HOUSTON — He is 38 years old, and at times you'd swear he was broken down.
He went on the disabled list twice in one month (last June) with a blister on his finger and a pulled muscle in his calf. He pulled his hamstring in each of his last two starts, the last against the Dodgers. He missed 40 days in the last four months of the season.
Time for a testimonial? Not quite. In New York, Dwight Gooden's coronation as the new King of K already may have taken place. But Gooden will have to wait until Nolan Ryan, Houston's choice to open the season tonight against the Dodgers in the Astrodome (5:35 p.m., Channel 11), decides to abdicate. And that hasn't happened yet.
Though his record was 12-11 last season, Ryan was still third in the league in strikeouts with 197, averaging 9.7 strikeouts per nine innings. And last May, the only month he was completely healthy, Ryan was 5-0 with a microscopic 0.20 earned-run average.
The Dodgers have had uncommon success against Ryan, if you want to overlook the fact that they were victims of his record fifth no-hitter on Sept. 26 1981, or that he has struck out 155 Dodgers in 170 innings.

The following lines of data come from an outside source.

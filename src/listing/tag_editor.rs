/// Ordered list of tags, unique ignoring case.
#[derive(Debug, Default, Clone, PartialEq, Eq)]
pub struct TagEditor {
    tags: Vec<String>,
}

impl TagEditor {
    pub fn new() -> Self {
        Self::default()
    }

    /// Builds an editor by adding each tag in order, so duplicates and blanks
    /// in `tags` are dropped the same way interactive input would be.
    pub fn from_tags<I, S>(tags: I) -> Self
    where
        I: IntoIterator<Item = S>,
        S: AsRef<str>,
    {
        let mut editor = Self::new();
        for tag in tags {
            editor.add(tag.as_ref());
        }
        editor
    }

    /// Appends a trimmed tag. Blank input and case-insensitive duplicates are
    /// ignored; returns whether the list changed.
    pub fn add(&mut self, tag: &str) -> bool {
        let tag = tag.trim();
        if tag.is_empty() || self.contains(tag) {
            return false;
        }
        self.tags.push(tag.to_string());
        true
    }

    /// Removes the tag equal to `tag` exactly.
    pub fn remove(&mut self, tag: &str) -> bool {
        let before = self.tags.len();
        self.tags.retain(|existing| existing != tag);
        self.tags.len() != before
    }

    pub fn contains(&self, tag: &str) -> bool {
        let needle = tag.trim().to_lowercase();
        self.tags.iter().any(|existing| existing.to_lowercase() == needle)
    }

    pub fn tags(&self) -> &[String] {
        &self.tags
    }

    pub fn into_tags(self) -> Vec<String> {
        self.tags
    }
}
#![allow(dead_code)]

use redb::Database;
use spotlight_backend::config::{Config, WebConfig};
use spotlight_backend::helper::render_cache::RenderCache;
use spotlight_backend::models::{Category, CommentInput, PostInput, StoreInput};
use spotlight_backend::setup::db_setup;
use std::time::Duration;
use tempfile::TempDir;
use uuid::Uuid;

/// A freshly set up database in a temporary folder. Keep the `TempDir`
/// alive for as long as the database is used.
pub fn test_db() -> (TempDir, Database) {
    let dir = tempfile::tempdir().expect("create temp dir");
    let db_path = dir.path().join("spotlight").join("spotlight.db");
    let db = db_setup::create_spotlight_db(&db_path).expect("create spotlight db");
    (dir, db)
}

pub fn test_cache() -> RenderCache {
    RenderCache::new(100, Duration::from_secs(60))
}

pub fn test_config(admin_allowed_ips: &str) -> Config {
    test_config_behind_proxy(admin_allowed_ips, "")
}

pub fn test_config_behind_proxy(admin_allowed_ips: &str, trusted_proxies: &str) -> Config {
    Config {
        web: WebConfig { host: "127.0.0.1".to_string(), port: 0 },
        database_path: "/tmp/spotlight-test".to_string(),
        allowed_origins: String::new(),
        log_level: "debug".to_string(),
        admin_allowed_ips: admin_allowed_ips.to_string(),
        trusted_proxies: trusted_proxies.to_string(),
        render_cache_ttl_secs: 60,
        render_cache_capacity: 100,
    }
}

pub fn store_input(name: &str, address: &str, store_id: &str) -> StoreInput {
    StoreInput {
        name: name.to_string(),
        address: address.to_string(),
        location: "Seoul".to_string(),
        store_id: store_id.to_string(),
        coordinates: None,
        parking: String::new(),
        opening_date: None,
        phone: String::new(),
        tags: Vec::new(),
        images: Vec::new(),
    }
}

pub fn post_input(title: &str, category: Category, published: bool, store: Option<Uuid>) -> PostInput {
    PostInput {
        title: title.to_string(),
        slug: None,
        category,
        description: format!("All about **{}**.", title),
        image: None,
        store,
        published,
    }
}

pub fn comment_input(author: &str, content: &str) -> CommentInput {
    CommentInput {
        author: author.to_string(),
        content: content.to_string(),
        email: None,
    }
}
use crate::helper::action_result::ActionError;
use crate::helper::paginate;
use crate::helper::render_cache::RenderCache;
use crate::helper::sanitization_helpers::strip_all_html;
use crate::models::db_operations::posts_db_operations::{self, PostCounter, PostFilter};
use crate::models::db_operations::{comments_db_operations, stores_db_operations};
use crate::models::pagination::{PageRequest, Paginated};
use crate::models::{
    normalize_search, Category, CategoryCounts, Comment, CommentInput, Post, PostDetail, StoreView,
};
use chrono::Utc;
use redb::Database;
use uuid::Uuid;
use validator::Validate;

/// Whether reading a post detail counts as a view.
#[derive(Debug, Clone, Copy, PartialEq, Eq)]
pub enum ViewTracking {
    Count,
    Skip,
}

pub fn get_published_posts(
    db: &Database,
    request: PageRequest,
    search: Option<&str>,
    category: Option<Category>,
) -> Result<Paginated<Post>, ActionError> {
    let filter = PostFilter {
        published_only: true,
        category,
        search: normalize_search(search),
    };
    let page = posts_db_operations::read_posts_page(db, &filter, request.offset(), request.limit() as usize)?;
    Ok(paginate(page, request))
}

/// Published post totals per category, from a full aggregate rather than a
/// listing page.
pub fn get_post_counts_by_category(db: &Database) -> Result<CategoryCounts, ActionError> {
    Ok(posts_db_operations::count_published_by_category(db)?)
}

/// Resolves a slug to a published post. Drafts are invisible to the public.
fn find_published_post(db: &Database, slug: &str) -> Result<Post, ActionError> {
    posts_db_operations::read_post_by_slug(db, slug)?
        .filter(|post| post.published)
        .ok_or_else(|| ActionError::NotFound(format!("Could not find post '{}'.", slug)))
}

pub fn get_post_detail(db: &Database, slug: &str, tracking: ViewTracking) -> Result<PostDetail, ActionError> {
    let mut post = find_published_post(db, slug)?;
    if tracking == ViewTracking::Count {
        post = posts_db_operations::increment_post_counter(db, post.id, PostCounter::Views)?;
    }

    let store = match post.store {
        Some(store_id) => stores_db_operations::read_store(db, store_id)?.map(StoreView::from),
        None => None,
    };
    let comment_count = comments_db_operations::count_active_comments(db, post.id)?;
    Ok(PostDetail { post, store, comment_count })
}

pub fn like_post(db: &Database, cache: &RenderCache, slug: &str) -> Result<Post, ActionError> {
    let post = find_published_post(db, slug)?;
    let post = posts_db_operations::increment_post_counter(db, post.id, PostCounter::Likes)?;
    cache.invalidate_post_routes([post.slug.as_str()]);
    Ok(post)
}

/// Public comments never expose the commenter's email.
fn redact(mut comment: Comment) -> Comment {
    comment.email = None;
    comment
}

pub fn get_active_comments(db: &Database, slug: &str, request: PageRequest) -> Result<Paginated<Comment>, ActionError> {
    let post = find_published_post(db, slug)?;
    let page = comments_db_operations::read_active_comments_page(db, post.id, request.offset(), request.limit() as usize)?;
    Ok(paginate(page, request).map(redact))
}

pub fn create_comment(
    db: &Database,
    cache: &RenderCache,
    slug: &str,
    mut input: CommentInput,
) -> Result<Comment, ActionError> {
    input.author = strip_all_html(&input.author);
    input.content = strip_all_html(&input.content);
    input.email = input
        .email
        .map(|email| email.trim().to_string())
        .filter(|email| !email.is_empty());
    input.validate()?;

    let post = find_published_post(db, slug)?;
    let comment = Comment::from_input(post.id, input, Utc::now());
    comments_db_operations::insert_comment(db, &comment)?;
    log::info!("New comment {} on post '{}'", comment.id, post.slug);
    cache.invalidate_post_routes([post.slug.as_str()]);
    Ok(redact(comment))
}

pub fn get_store(db: &Database, id: Uuid) -> Result<StoreView, ActionError> {
    stores_db_operations::read_store(db, id)?
        .map(StoreView::from)
        .ok_or_else(|| ActionError::NotFound(format!("Could not find store {}.", id)))
}
//! Elements of a semigroup presented by a confluent rewriting system.
//!
//! A [`Kbe`] wraps the normal form of a class of a completed
//! Knuth-Bendix run; the product of two elements is concatenation
//! followed by reduction. This is what lets a completed [`KnuthBendix`]
//! engine act as the source of a [`FroidurePin`] enumeration of the
//! quotient semigroup: the two engines each consume the closed
//! structure the other produces.

use std::hash::{Hash, Hasher};
use std::sync::Arc;

use crate::element::Element;
use crate::error::{Error, Result};
use crate::froidure_pin::FroidurePin;
use crate::kb::KnuthBendix;
use crate::runner::Runner;
use crate::words::Word;

type Bytes = Vec<u8>;

/// A frozen confluent rewriting system: the active rules of a finished
/// Knuth-Bendix run, detached from the engine so that elements can
/// share it immutably across threads.
#[derive(Debug)]
pub struct FrozenSystem {
    rules: Vec<(Bytes, Bytes)>,
}

impl FrozenSystem {
    fn rewrite(&self, w: &mut Bytes) {
        let mut out = Bytes::with_capacity(w.len());
        let mut rest = std::mem::take(w);
        rest.reverse();
        while let Some(a) = rest.pop() {
            out.push(a);
            if let Some((lhs, rhs)) = self.rules.iter().find(|(lhs, _)| out.ends_with(lhs)) {
                out.truncate(out.len() - lhs.len());
                rest.extend(rhs.iter().rev());
            }
        }
        *w = out;
    }
}

/// An element of the semigroup presented by a confluent rewriting
/// system, stored as its normal form.
#[derive(Debug, Clone)]
pub struct Kbe {
    system: Arc<FrozenSystem>,
    word: Bytes,
}

impl Kbe {
    fn new(system: Arc<FrozenSystem>, mut word: Bytes) -> Self {
        system.rewrite(&mut word);
        Self { system, word }
    }

    /// The normal form of this element, over the internal alphabet of
    /// the system it belongs to.
    pub(crate) fn internal_word(&self) -> &[u8] {
        &self.word
    }
}

// Elements of the same semigroup share their system, so only the
// normal form takes part in comparisons.
impl PartialEq for Kbe {
    fn eq(&self, other: &Self) -> bool {
        self.word == other.word
    }
}

impl Eq for Kbe {}

impl PartialOrd for Kbe {
    fn partial_cmp(&self, other: &Self) -> Option<std::cmp::Ordering> {
        Some(self.cmp(other))
    }
}

impl Ord for Kbe {
    fn cmp(&self, other: &Self) -> std::cmp::Ordering {
        // shortlex, compatible with the enumeration order
        (self.word.len(), &self.word).cmp(&(other.word.len(), &other.word))
    }
}

impl Hash for Kbe {
    fn hash<H: Hasher>(&self, state: &mut H) {
        self.word.hash(state);
    }
}

impl Element for Kbe {
    fn product_inplace(&mut self, x: &Self, y: &Self, _thread_id: usize) {
        self.word.clear();
        self.word.extend_from_slice(&x.word);
        self.word.extend_from_slice(&y.word);
        let system = Arc::clone(&x.system);
        system.rewrite(&mut self.word);
        self.system = system;
    }

    fn degree(&self) -> usize {
        0
    }

    fn increase_degree(&mut self, _n: usize) {}

    fn one(&self) -> Self {
        Self {
            system: Arc::clone(&self.system),
            word: Bytes::new(),
        }
    }

    fn complexity(&self) -> usize {
        self.word.len() + 1
    }
}

impl KnuthBendix {
    /// Builds a Froidure-Pin enumeration of the semigroup presented by
    /// this engine, with one [`Kbe`] generator per alphabet letter.
    ///
    /// Runs the engine to completion first. The enumeration terminates
    /// exactly when the presented semigroup is finite; bound the run
    /// with the usual [`Runner`] operations otherwise.
    ///
    /// # Errors
    ///
    /// [`Error::NotYetImplemented`] if completion cannot be reached.
    pub fn froidure_pin(&mut self) -> Result<FroidurePin<Kbe>> {
        self.run();
        if !self.finished() {
            return Err(Error::NotYetImplemented(
                "enumerating a system that did not reach confluence",
            ));
        }
        let system = Arc::new(FrozenSystem {
            rules: self.internal_active_rules(),
        });
        let n = self.internal_alphabet_size();
        FroidurePin::with_generators(
            (1..=n as u8).map(|a| Kbe::new(Arc::clone(&system), vec![a])),
        )
    }

    /// The word, over this engine's external alphabet, of an element
    /// produced by [`froidure_pin`](Self::froidure_pin).
    pub fn element_to_word(&self, x: &Kbe) -> Word {
        self.internal_to_external_word(x.internal_word())
    }
}
impl PairOrbit {
    /// Creates an orbit enumerator for the congruence of `kind` on the
    /// semigroup presented by `presentation`, generated by `pairs`.
    ///
    /// # Errors
    ///
    /// Any validation error of [`KnuthBendix::new`], and
    /// [`Error::InvalidLetter`] for a pair word outside the alphabet.
    pub fn new(
        kind: CongruenceKind,
        presentation: Presentation,
        pairs: Vec<(Word, Word)>,
    ) -> Result<Self> {
        for (u, v) in &pairs {
            presentation.validate_word(u)?;
            presentation.validate_word(v)?;
        }
        let mut core = RunnerCore::new();
        core.set_report_prefix("PairOrbit");
        Ok(Self {
            core,
            kind,
            presentation,
            pairs,
            base: None,
            fp: None,
            uf: UnionFind::new(0),
            queue: VecDeque::new(),
            orbit_initialised: false,
            failed: false,
        })
    }

    fn position_of_word(&self, w: &[Letter]) -> Result<usize> {
        let fp = self.fp.as_ref().expect("the orbit has been initialised");
        let indices: Word = w
            .iter()
            .map(|&a| match self.presentation.index(a) {
                Some(i) => Ok(i as Letter),
                None => Err(Error::InvalidLetter {
                    letter: a,
                    alphabet: self.presentation.alphabet().to_vec(),
                }),
            })
            .collect::<Result<_>>()?;
        let element = if indices.is_empty() {
            fp.generator(0)?.one()
        } else {
            fp.word_to_element(&indices)?
        };
        fp.current_position(&element).ok_or_else(|| {
            Error::InvalidRule("the word does not denote an element of the semigroup".into())
        })
    }

    /// Decides membership of `(u, v)`, running to completion.
    pub fn contains(&mut self, u: &[Letter], v: &[Letter]) -> Result<bool> {
        self.presentation.validate_word(u)?;
        self.presentation.validate_word(v)?;
        self.run();
        if !self.finished() {
            return Err(Error::NotYetImplemented(
                "pair-orbit membership before the orbit closes",
            ));
        }
        let x = self.position_of_word(u)?;
        let y = self.position_of_word(v)?;
        Ok(self.uf.find(x) == self.uf.find(y))
    }

    /// Reports a verdict from the pairs united so far.
    pub fn currently_contains(&mut self, u: &[Letter], v: &[Letter]) -> Tril {
        if u == v {
            return Tril::True;
        }
        if !self.orbit_initialised {
            return Tril::Unknown;
        }
        let (x, y) = match (self.position_of_word(u), self.position_of_word(v)) {
            (Ok(x), Ok(y)) => (x, y),
            _ => return Tril::Unknown,
        };
        if self.uf.find(x) == self.uf.find(y) {
            Tril::True
        } else if self.finished() {
            Tril::False
        } else {
            Tril::Unknown
        }
    }

    /// The number of classes of the congruence, after the orbit closes.
    pub fn number_of_classes(&mut self) -> Result<usize> {
        self.run();
        if !self.finished() {
            return Err(Error::NotYetImplemented(
                "counting classes before the orbit closes",
            ));
        }
        Ok(self.uf.number_of_blocks())
    }

    /// The classes with more than one element, as words over the
    /// presentation's alphabet, each class in discovery order.
    pub fn non_trivial_classes(&mut self) -> Result<Vec<Vec<Word>>> {
        self.run();
        if !self.finished() {
            return Err(Error::NotYetImplemented(
                "non-trivial classes before the orbit closes",
            ));
        }
        let base = self.base.as_ref().expect("the orbit has been initialised");
        let fp = self.fp.as_ref().expect("the orbit has been initialised");
        let n = fp.current_size();
        let mut grouped: Vec<Vec<Word>> = vec![Vec::new(); n];
        for i in 0..n {
            let root = self.uf.find(i);
            grouped[root].push(base.element_to_word(fp.at(i)?));
        }
        Ok(grouped.into_iter().filter(|c| c.len() > 1).collect())
    }

    fn unite_and_enqueue(&mut self, x: usize, y: usize) {
        if self.uf.find(x) != self.uf.find(y) {
            self.uf.unite(x, y);
            self.queue.push_back((x, y));
        }
    }

    fn init_orbit(&mut self) -> Result<()> {
        let n = self.fp.as_ref().unwrap().current_size();
        self.uf = UnionFind::new(n);
        let pairs = self.pairs.clone();
        for (u, v) in &pairs {
            let x = self.position_of_word(u)?;
            let y = self.position_of_word(v)?;
            self.unite_and_enqueue(x, y);
        }
        self.orbit_initialised = true;
        debug!(
            "PairOrbit: seeded {} pairs over {} elements",
            self.queue.len(),
            n
        );
        Ok(())
    }
}

impl Runner for PairOrbit {
    fn core(&self) -> &RunnerCore {
        &self.core
    }

    fn core_mut(&mut self) -> &mut RunnerCore {
        &mut self.core
    }

    fn step(&mut self) {
        if self.failed {
            return;
        }
        // phase 1: complete the presentation
        if self.fp.is_none() {
            if self.base.is_none() {
                match KnuthBendix::new(CongruenceKind::TwoSided, self.presentation.clone()) {
                    Ok(kb) => self.base = Some(kb),
                    Err(_) => {
                        self.failed = true;
                        return;
                    }
                }
            }
            let base = self.base.as_mut().unwrap();
            base.step();
            if base.stalled() {
                self.failed = true;
            } else if base.finished() {
                match base.froidure_pin() {
                    Ok(fp) => self.fp = Some(fp),
                    Err(_) => self.failed = true,
                }
            }
            return;
        }
        // phase 2: enumerate the semigroup
        let fp = self.fp.as_mut().unwrap();
        if !fp.finished() {
            fp.step();
            return;
        }
        // phase 3: close the pair orbit
        if !self.orbit_initialised {
            if self.init_orbit().is_err() {
                self.failed = true;
            }
            return;
        }
        let ngens = self.presentation.alphabet().len();
        for _ in 0..PAIR_BATCH {
            let (x, y) = match self.queue.pop_front() {
                Some(pair) => pair,
                None => break,
            };
            for j in 0..ngens {
                if self.kind != CongruenceKind::Left {
                    let (xj, yj) = {
                        let right = self.fp.as_ref().unwrap().current_right_cayley_graph();
                        (
                            right.target(x, j as Letter).unwrap(),
                            right.target(y, j as Letter).unwrap(),
                        )
                    };
                    self.unite_and_enqueue(xj, yj);
                }
                if self.kind != CongruenceKind::Right {
                    let (jx, jy) = {
                        let left = self.fp.as_ref().unwrap().current_left_cayley_graph();
                        (
                            left.target(x, j as Letter).unwrap(),
                            left.target(y, j as Letter).unwrap(),
                        )
                    };
                    self.unite_and_enqueue(jx, jy);
                }
            }
            if self.core.dead() {
                return;
            }
        }
    }

    fn finished(&self) -> bool {
        self.orbit_initialised && self.queue.is_empty() && !self.failed
    }

    fn stalled(&self) -> bool {
        self.failed || self.base.as_ref().map_or(false, |kb| kb.stalled())
    }
}

impl CongruenceRunner for PairOrbit {
    fn runner_kind(&self) -> RunnerKind {
        RunnerKind::PairOrbit
    }

    fn contains(&mut self, u: &[Letter], v: &[Letter]) -> Result<bool> {
        PairOrbit::contains(self, u, v)
    }

    fn currently_contains(&mut self, u: &[Letter], v: &[Letter]) -> Tril {
        PairOrbit::currently_contains(self, u, v)
    }

    fn non_trivial_classes(&mut self) -> Result<Vec<Vec<Word>>> {
        PairOrbit::non_trivial_classes(self)
    }
}

/// A congruence on a finitely presented semigroup, answered by racing
/// candidate algorithms.
pub struct Congruence {
    kind: CongruenceKind,
    presentation: Presentation,
    pairs: Vec<(Word, Word)>,
    race: Race<Box<dyn CongruenceRunner>>,
    initialised: bool,
}

impl Congruence {
    /// Creates a congruence of the given kind on the semigroup
    /// presented by `presentation`.
    ///
    /// # Errors
    ///
    /// Any error of [`Presentation::validate`].
    pub fn new(kind: CongruenceKind, presentation: Presentation) -> Result<Self> {
        presentation.validate()?;
        Ok(Self {
            kind,
            presentation,
            pairs: Vec::new(),
            race: Race::new(),
            initialised: false,
        })
    }

    /// Creates a congruence on a concrete, enumerated semigroup, via
    /// the confluent presentation its enumeration discovered. Words in
    /// queries are over one letter per generator of the semigroup.
    pub fn from_froidure_pin<T: Element>(
        kind: CongruenceKind,
        fp: &mut FroidurePin<T>,
    ) -> Result<Self> {
        Self::new(kind, fp.as_presentation())
    }

    /// The congruence kind.
    pub fn kind(&self) -> CongruenceKind {
        self.kind
    }

    /// Adds a generating pair to the congruence.
    ///
    /// # Errors
    ///
    /// [`Error::AlreadyStarted`] once the race has been constructed, or
    /// [`Error::InvalidLetter`] for words outside the alphabet.
    pub fn add_generating_pair(&mut self, u: &[Letter], v: &[Letter]) -> Result<()> {
        if self.initialised {
            return Err(Error::AlreadyStarted("add a generating pair"));
        }
        self.presentation.validate_word(u)?;
        self.presentation.validate_word(v)?;
        self.pairs.push((u.to_vec(), v.to_vec()));
        Ok(())
    }

    /// Registers an externally constructed runner (for example a coset
    /// enumerator) to race alongside the built-in ones.
    ///
    /// # Errors
    ///
    /// [`Error::AlreadyStarted`] once the race has been constructed.
    pub fn add_runner(&mut self, runner: Box<dyn CongruenceRunner>) -> Result<()> {
        if self.initialised {
            return Err(Error::AlreadyStarted("add a runner"));
        }
        self.race.add_runner(runner);
        Ok(())
    }

    /// The index of the first runner of the given kind, if any.
    pub fn find_runner(&mut self, kind: RunnerKind) -> Result<Option<usize>> {
        self.ensure_runners()?;
        Ok(self.race.find_runner(|r| r.runner_kind() == kind))
    }

    fn ensure_runners(&mut self) -> Result<()> {
        if self.initialised {
            return Ok(());
        }
        self.initialised = true;
        let mut kb = KnuthBendix::new(self.kind, self.presentation.clone())?;
        for (u, v) in &self.pairs {
            kb.add_generating_pair(u, v)?;
        }
        self.race.add_runner(Box::new(kb));
        let orbit = PairOrbit::new(self.kind, self.presentation.clone(), self.pairs.clone())?;
        self.race.add_runner(Box::new(orbit));
        debug!(
            "Congruence: racing {} runners for {} generating pairs",
            self.race.number_of_runners(),
            self.pairs.len()
        );
        Ok(())
    }

    /// Decides whether `(u, v)` lies in the congruence, racing the
    /// runners to completion.
    ///
    /// # Errors
    ///
    /// [`Error::InvalidLetter`] for words outside the alphabet, and
    /// [`Error::NotYetImplemented`] if no runner finished (for example
    /// after a kill).
    pub fn contains(&mut self, u: &[Letter], v: &[Letter]) -> Result<bool> {
        self.presentation.validate_word(u)?;
        self.presentation.validate_word(v)?;
        self.ensure_runners()?;
        self.race.run();
        match self.race.winner_mut() {
            Some(winner) => winner.contains(u, v),
            None => Err(Error::NotYetImplemented(
                "deciding a congruence no runner finished for",
            )),
        }
    }

    /// Polls every runner for a verdict on `(u, v)` reachable without
    /// further running; [`Tril::Unknown`] if none has one.
    pub fn currently_contains(&mut self, u: &[Letter], v: &[Letter]) -> Tril {
        if u == v {
            return Tril::True;
        }
        if self.ensure_runners().is_err() {
            return Tril::Unknown;
        }
        for runner in self.race.runners_mut() {
            match runner.currently_contains(u, v) {
                Tril::Unknown => continue,
                verdict => return verdict,
            }
        }
        Tril::Unknown
    }

    /// The non-trivial classes of the congruence, computed by the
    /// pair-orbit runner.
    ///
    /// # Errors
    ///
    /// [`Error::NotYetImplemented`] if the underlying semigroup cannot
    /// be enumerated.
    pub fn non_trivial_classes(&mut self) -> Result<Vec<Vec<Word>>> {
        self.ensure_runners()?;
        let index = self
            .race
            .find_runner(|r| r.runner_kind() == RunnerKind::PairOrbit)
            .ok_or(Error::NotYetImplemented(
                "non-trivial classes without a pair-orbit runner",
            ))?;
        let runner = &mut self.race.runners_mut()[index];
        runner.run();
        runner.non_trivial_classes()
    }
}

The Dodgers' record against Ryan in 13-6, the best of anyone in the National League. And the Dodgers' pick to oppose Ryan tonight, Fernando Valenzuela, pitching his fourth opener in five seasons, is 8-3 lifetime against Houston.
The last time Valenzuela pitched an opener in Houston, in 1983, he didn't last three innings in the Dodgers' 16-7 win. And that was before they moved in the fences 10 feet in both left field and right field, to 330 down the line, and another 6 feet in center, to 400. The Astros hit exactly 18 home runs at home last season, with only catcher Mark Bailey (7) having more than two.
The Dodgers, who worked out in the Astrodome after arriving in Houston late Monday afternoon, are still uncertain about the availability of second baseman Steve Sax, who strained ligaments in his right leg Sunday in a collision with Bobby Grich of the Angels.
With Bob Bailor on the 21-day disabled list with a sore shoulder, Bill Russell is Sax's only available backup, and he's nursing a sore ankle.
If Sax can play, the Dodgers' lineup will remain the one that they have used nearly all spring:
Sax, 2b; Ken Landreaux, cf; Al Oliver, lf; Pedro Guerrero, 3b; Mike Marshall, rf; Mike Scioscia, c; Greg Brock, 1b; Dave Anderson, ss; Valenzuela, p.
Sid Bream, despite his 8 hits in 10 at-bats during the Freeway Series, will sit, even though Brock has had a dreadful time against the Astros in the past, with a .134 average. Bream, by contrast, is hitting .455 against Houston in just 11 at-bats.
"We're going to utilize him as much as we can," Lasorda said of Bream. "But Brock's arm is bothering him, and if he can't play, we'll use Bream. We're going to try to keep Bream as sharp as possible."
At this stage, the Dodgers are committed to Brock, who had a good spring, hitting over .300 with 11 RBIs. Brock's right elbow, which he injured making an awkward throw to second base at Vero Beach, still is bothering him, but it hasn't kept him out of the lineup.